-------- Records provided --------

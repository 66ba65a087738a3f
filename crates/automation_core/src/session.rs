//! AutomationSession - the durable record of one engine run

use chrono::{DateTime, Utc};
use serde::{Deserialize, Serialize};
use uuid::Uuid;

use crate::config::AutomationConfig;
use crate::task::TaskId;

/// Durable record of one continuous engine run.
///
/// Created when the engine leaves `idle`; mutated on every task
/// transition; retained after the engine reaches `stopped`.
#[derive(Debug, Clone, Serialize, Deserialize)]
pub struct AutomationSession {
    /// Unique session identifier.
    pub id: Uuid,

    /// Key of the workspace this session drives. Sessions never share a
    /// workspace with another live session.
    pub workspace: String,

    /// When the session started.
    pub started_at: DateTime<Utc>,

    /// Identifier of the task currently in flight, if any.
    pub current_task: Option<TaskId>,

    /// Tasks completed so far, in completion order.
    pub completed: Vec<TaskId>,

    /// Tasks that exhausted their attempts, in failure order.
    pub failed: Vec<TaskId>,

    /// Optional tasks skipped instead of failed.
    pub skipped: Vec<TaskId>,

    /// Snapshot of the configuration in effect for this run.
    pub config: AutomationConfig,

    /// Whether the engine reached `stopped` for this session.
    pub finished: bool,

    /// When the session finished, if it did.
    pub finished_at: Option<DateTime<Utc>>,
}

impl AutomationSession {
    pub fn new(workspace: impl Into<String>, config: AutomationConfig) -> Self {
        Self {
            id: Uuid::new_v4(),
            workspace: workspace.into(),
            started_at: Utc::now(),
            current_task: None,
            completed: Vec::new(),
            failed: Vec::new(),
            skipped: Vec::new(),
            config,
            finished: false,
            finished_at: None,
        }
    }

    /// Record that a task entered execution.
    pub fn task_started(&mut self, id: TaskId) {
        self.current_task = Some(id);
    }

    /// Record a completed task and clear the cursor.
    pub fn task_completed(&mut self, id: TaskId) {
        self.clear_cursor(&id);
        self.completed.push(id);
    }

    /// Record a failed task and clear the cursor.
    pub fn task_failed(&mut self, id: TaskId) {
        self.clear_cursor(&id);
        self.failed.push(id);
    }

    /// Record a skipped task and clear the cursor.
    pub fn task_skipped(&mut self, id: TaskId) {
        self.clear_cursor(&id);
        self.skipped.push(id);
    }

    /// Mark the session finished.
    pub fn finish(&mut self) {
        self.current_task = None;
        self.finished = true;
        self.finished_at = Some(Utc::now());
    }

    /// Whether the given task already has a terminal record here.
    pub fn is_recorded(&self, id: &TaskId) -> bool {
        self.completed.contains(id) || self.failed.contains(id) || self.skipped.contains(id)
    }

    fn clear_cursor(&mut self, id: &TaskId) {
        if self.current_task.as_ref() == Some(id) {
            self.current_task = None;
        }
    }
}

#[cfg(test)]
mod tests {
    use super::*;

    #[test]
    fn test_task_transitions_maintain_cursor() {
        let mut session = AutomationSession::new("ws", AutomationConfig::default());
        let id: TaskId = "1.2".parse().unwrap();

        session.task_started(id.clone());
        assert_eq!(session.current_task, Some(id.clone()));

        session.task_completed(id.clone());
        assert_eq!(session.current_task, None);
        assert!(session.is_recorded(&id));
    }

    #[test]
    fn test_finish_is_terminal() {
        let mut session = AutomationSession::new("ws", AutomationConfig::default());
        session.task_started("1".parse().unwrap());
        session.finish();

        assert!(session.finished);
        assert!(session.finished_at.is_some());
        assert_eq!(session.current_task, None);
    }
}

--------

[Exercise objective] Each line in the entries above that includes the string "this" should be extracted.

[Answer area]
    /// Key of the workspace this session drives. Sessions never share a
    /// Snapshot of the configuration in effect for this run.
    /// Whether the engine reached `stopped` for this session.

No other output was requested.